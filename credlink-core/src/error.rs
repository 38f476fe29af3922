use thiserror::Error;

use crate::codec::CodecError;
use crate::store::StoreError;

#[derive(Error, Debug)]
pub enum CredLinkError {
    #[error("Serialization error: {0}")]
    SerializationError(String),

    #[error("Codec error: {0}")]
    Codec(#[from] CodecError),

    #[error("Proof store error: {0}")]
    Store(#[from] StoreError),

    #[error("Invalid proof reference: {0}")]
    InvalidProofUri(String),
}

pub type Result<T> = std::result::Result<T, CredLinkError>;
//! CredLink Core - provenance proof embedding and recovery for images
//!
//! This crate writes a reference to a content-provenance proof into JPEG, PNG
//! and WebP containers, and recovers it again from files that have been
//! re-encoded, stripped or truncated along the way.
//!
//! # Features
//!
//! - Redundant embedding: every format offers several independent channels
//!   (structured box, EXIF field, XMP packet), tried in priority order
//! - Graded recovery: structured (100), EXIF (90), XMP (80), raw byte scan
//!   (30-50), with a corruption flag below 75
//! - Bounded parsing: no in-container length field is trusted, and extraction
//!   never panics or errors on arbitrary input
//! - Size-bounded, decode-checked writes: output never grows past the
//!   configured ratio and always decodes at the original dimensions
//! - Store-assisted resolution by proof id, content hash or perceptual hash
//!
//! # Example
//!
//! ```
//! use credlink_core::{Embedder, EmbedStatus, ExtractionSource, Extractor, ManifestBuilder};
//! use image::{ImageBuffer, Rgb, RgbImage};
//!
//! let img: RgbImage = ImageBuffer::from_fn(256, 192, |x, y| {
//!     let v = x.wrapping_mul(2_654_435_761) ^ y.wrapping_mul(40_503);
//!     Rgb([(v >> 3) as u8, (v >> 11) as u8, (v >> 19) as u8])
//! });
//! let mut png = std::io::Cursor::new(Vec::new());
//! img.write_to(&mut png, image::ImageFormat::Png).unwrap();
//! let png = png.into_inner();
//!
//! let manifest = ManifestBuilder::new(&png)
//!     .with_title("Harbour at dawn")
//!     .with_creator("Jane Doe")
//!     .build();
//!
//! let outcome = Embedder::default().embed(&png, &manifest, "https://proofs.example.com/abc123");
//! assert_eq!(outcome.status, EmbedStatus::Embedded);
//!
//! let result = Extractor::default().extract(&outcome.bytes);
//! assert_eq!(result.proof_uri.as_deref(), Some("https://proofs.example.com/abc123"));
//! assert_eq!(result.source, ExtractionSource::Structured);
//! assert_eq!(result.confidence, 100);
//! assert_eq!(result.manifest, Some(manifest));
//! ```

pub mod channel;
pub mod codec;
pub mod confidence;
pub mod config;
pub mod embed;
pub mod error;
pub mod extract;
pub mod format;
pub mod manifest;
pub mod resolve;
pub mod soft_binding;
pub mod store;
pub mod tag;

// Re-export main types for convenience
pub use channel::{channels_for, ChannelDescriptor, ChannelError, ChannelId, ChannelKind};
pub use codec::{CodecError, DecodeReport, DescriptiveField, ImageCodec, StructuralCodec};
pub use confidence::{score, Confidence, ExtractionSource, MatchQuality};
pub use config::EngineConfig;
pub use embed::{EmbedOutcome, EmbedStatus, Embedder, SkippedChannel};
pub use error::{CredLinkError, Result};
pub use extract::{ExtractionResult, Extractor};
pub use format::{identify, ImageFormat};
pub use manifest::{content_hash, sanitize_text, Manifest, ManifestBuilder, ManifestSummary};
pub use resolve::{Resolution, ResolutionMethod, Resolver};
pub use soft_binding::{hamming_distance, PerceptualHash};
pub use store::{MemoryProofStore, ProofInput, ProofRecord, ProofStore, StoreError};
pub use tag::{encode_tag, validate_proof_uri, TAG_PREFIX};

#[cfg(feature = "image-codec")]
pub use codec::ImageCrateCodec;

// Perceptual hashing exports (soft binding)
#[cfg(feature = "perceptual-hash")]
pub use soft_binding::BlockhashHasher;
//! Metadata extraction.
//!
//! Recovery walks a fixed chain of stages, each less trustworthy than the
//! last, and stops at the first one that yields a valid proof reference:
//!
//! ```text
//! identify -> structured (100) -> exif (90) -> xmp (80) -> partial (30..=50) -> none (0)
//! ```
//!
//! Stages read through the bounded iterators of [`crate::format`], so a
//! damaged container can only make a stage come up empty. When the format is
//! not recognized, the structured, EXIF and XMP stages also scan for their
//! region signatures anywhere in the buffer.

use std::sync::LazyLock;

use regex::bytes::Regex;
use serde::{Deserialize, Serialize};
use tracing::{debug, info, instrument};

use crate::channel::{exif, foreign_xmp_packets, jumbf, readers_for, xmp, ChannelKind, Recovered};
use crate::confidence::{score, ExtractionSource, MatchQuality};
use crate::config::EngineConfig;
use crate::format::{find_bytes, identify, read_u32_be, ImageFormat};
use crate::manifest::{Manifest, ManifestSummary};
use crate::tag::{proof_from_bytes, TAG_PREFIX_BYTES};

/// Tag prefix followed by a run of printable ASCII, stopping at characters
/// that close an attribute or element.
static TAG_RUN: LazyLock<Regex> = LazyLock::new(|| {
    Regex::new(r"(?-u)CredLink:([\x20\x21\x23-\x3B\x3D-\x7E]*)").expect("tag regex is valid")
});

/// Bytes that end a tag written by one of the text-bearing channels.
const TERMINATORS: &[u8] = b"\0\"<\n\r";

/// Cap on signature hits examined per scan in an unidentified buffer.
const MAX_SIGNATURE_CANDIDATES: usize = 64;

/// Outcome of [`Extractor::extract`].
///
/// `proof_uri` is `None` exactly when `source` is `None`, which is exactly
/// when `confidence` is 0.
#[derive(Debug, Clone, PartialEq, Eq, Serialize, Deserialize)]
pub struct ExtractionResult {
    pub proof_uri: Option<String>,
    pub source: ExtractionSource,
    /// 0-100
    pub confidence: u8,
    /// Recovered, but below the corruption threshold.
    pub corrupted: bool,
    /// Manifest carried by the structured region, when it decoded.
    pub manifest: Option<Manifest>,
    /// Title and creator recovered with the reference. Set whenever a
    /// structured region carried them, including compact regions without a
    /// manifest.
    pub summary: Option<ManifestSummary>,
    /// Container format as identified from the leading bytes.
    pub format: ImageFormat,
}

impl ExtractionResult {
    fn none(format: ImageFormat) -> Self {
        Self {
            proof_uri: None,
            source: ExtractionSource::None,
            confidence: 0,
            corrupted: false,
            manifest: None,
            summary: None,
            format,
        }
    }

    fn found(
        format: ImageFormat,
        source: ExtractionSource,
        quality: MatchQuality,
        recovered: Recovered,
    ) -> Self {
        let confidence = score(source, quality);
        let summary = recovered
            .summary
            .or_else(|| recovered.manifest.as_ref().map(Manifest::summary));
        Self {
            proof_uri: Some(recovered.proof_uri),
            source,
            confidence: confidence.value,
            corrupted: confidence.corrupted,
            manifest: recovered.manifest,
            summary,
            format,
        }
    }

    pub fn is_found(&self) -> bool {
        self.proof_uri.is_some()
    }
}

/// Recovers proof references from possibly damaged images.
#[derive(Debug, Clone, Default)]
pub struct Extractor {
    config: EngineConfig,
}

impl Extractor {
    pub fn new(config: EngineConfig) -> Self {
        Self { config }
    }

    pub fn from_env() -> Self {
        Self::new(EngineConfig::from_env())
    }

    /// Recover a proof reference from `bytes`.
    ///
    /// Never panics and never fails: input that yields nothing produces a
    /// result with source `None` and confidence 0.
    #[instrument(level = "debug", skip_all, fields(len = bytes.len(), format))]
    pub fn extract(&self, bytes: &[u8]) -> ExtractionResult {
        let format = identify(bytes);
        tracing::Span::current().record("format", tracing::field::display(format));

        for kind in [ChannelKind::Structured, ChannelKind::Exif, ChannelKind::Xmp] {
            if let Some(recovered) = self.stage(kind, format, bytes) {
                let result =
                    ExtractionResult::found(format, kind.source(), MatchQuality::Full, recovered);
                info!(
                    source = %result.source,
                    confidence = result.confidence,
                    "Proof reference recovered"
                );
                return result;
            }
            debug!(stage = %kind.source(), "Stage found nothing");
        }

        let window = &bytes[..bytes.len().min(self.config.max_partial_scan_bytes)];
        if let Some((quality, proof_uri)) = partial_scan(window) {
            let result = ExtractionResult::found(
                format,
                ExtractionSource::Partial,
                quality,
                Recovered::tag_only(proof_uri),
            );
            info!(
                confidence = result.confidence,
                corrupted = result.corrupted,
                "Proof reference recovered by raw scan"
            );
            return result;
        }

        info!("No proof reference found");
        ExtractionResult::none(format)
    }

    fn stage(&self, kind: ChannelKind, format: ImageFormat, bytes: &[u8]) -> Option<Recovered> {
        let found = readers_for(kind, format).find_map(|d| d.read(bytes));
        if found.is_some() {
            return found;
        }

        let found = match kind {
            ChannelKind::Xmp => foreign_xmp_packets(bytes)
                .into_iter()
                .find_map(xmp::find_tag)
                .map(Recovered::tag_only),
            _ => None,
        };
        if found.is_some() || format != ImageFormat::Unknown {
            return found;
        }

        debug!(stage = %kind.source(), "Unrecognized container, scanning for signatures");
        match kind {
            ChannelKind::Structured => jumbf::scan(bytes),
            ChannelKind::Exif => scan_tiff(bytes).map(Recovered::tag_only),
            ChannelKind::Xmp => xmp::scan_packets(bytes)
                .into_iter()
                .find_map(xmp::find_tag)
                .map(Recovered::tag_only),
        }
    }
}

/// Look for TIFF blocks anywhere in `bytes`, with or without the
/// `Exif\0\0` header.
fn scan_tiff(bytes: &[u8]) -> Option<String> {
    for signature in [&b"II*\0"[..], &b"MM\0*"[..]] {
        let mut from = 0;
        for _ in 0..MAX_SIGNATURE_CANDIDATES {
            let Some(pos) = find_bytes(bytes, signature, from) else {
                break;
            };
            if let Some(tag) = exif::find_tag(&bytes[pos..]) {
                return Some(tag);
            }
            from = pos + 1;
        }
    }
    None
}

/// Raw scan for the tag prefix, ignoring container structure.
///
/// Every occurrence is scored and the best one wins. A run is a full match
/// when a superbox header in front of it declares its length and the run
/// covers it, or when it ends at a terminator written by one of the text
/// channels. Otherwise it is truncated, with the fraction recovered known
/// only when the length was declared: an undeclared run that is cut off
/// scores the truncated floor (30) however long it is.
pub(crate) fn partial_scan(window: &[u8]) -> Option<(MatchQuality, String)> {
    let mut best: Option<(u8, MatchQuality, String)> = None;

    for captures in TAG_RUN.captures_iter(window) {
        let (Some(whole), Some(run)) = (captures.get(0), captures.get(1)) else {
            continue;
        };
        let mut run_bytes = run.as_bytes();
        let quality = match declared_uri_len(window, whole.start()) {
            Some(expected) if expected > 0 => {
                if run_bytes.len() >= expected {
                    run_bytes = &run_bytes[..expected];
                    MatchQuality::Full
                } else {
                    MatchQuality::Truncated(run_bytes.len() as f64 / expected as f64)
                }
            }
            _ => match window.get(run.end()) {
                Some(b) if TERMINATORS.contains(b) => MatchQuality::Full,
                _ => MatchQuality::Truncated(0.0),
            },
        };

        let Some(proof_uri) = proof_from_bytes(run_bytes) else {
            continue;
        };
        let value = score(ExtractionSource::Partial, quality).value;
        debug!(offset = whole.start(), confidence = value, "Raw tag candidate");
        if best.as_ref().map_or(true, |(v, _, _)| value > *v) {
            best = Some((value, quality, proof_uri));
        }
    }

    best.map(|(_, quality, uri)| (quality, uri))
}

/// Proof URI length declared by a tag box header directly before `prefix_at`.
fn declared_uri_len(window: &[u8], prefix_at: usize) -> Option<usize> {
    let header_at = prefix_at.checked_sub(8)?;
    if &window[header_at + 4..prefix_at] != jumbf::TAG_TYPE {
        return None;
    }
    let declared = read_u32_be(window, header_at)? as usize;
    declared.checked_sub(8 + TAG_PREFIX_BYTES.len())
}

• • • •

:: Work order ::
Go through the records and count every line with the word "value"; the answer is the number alone.

:: Response area ::
5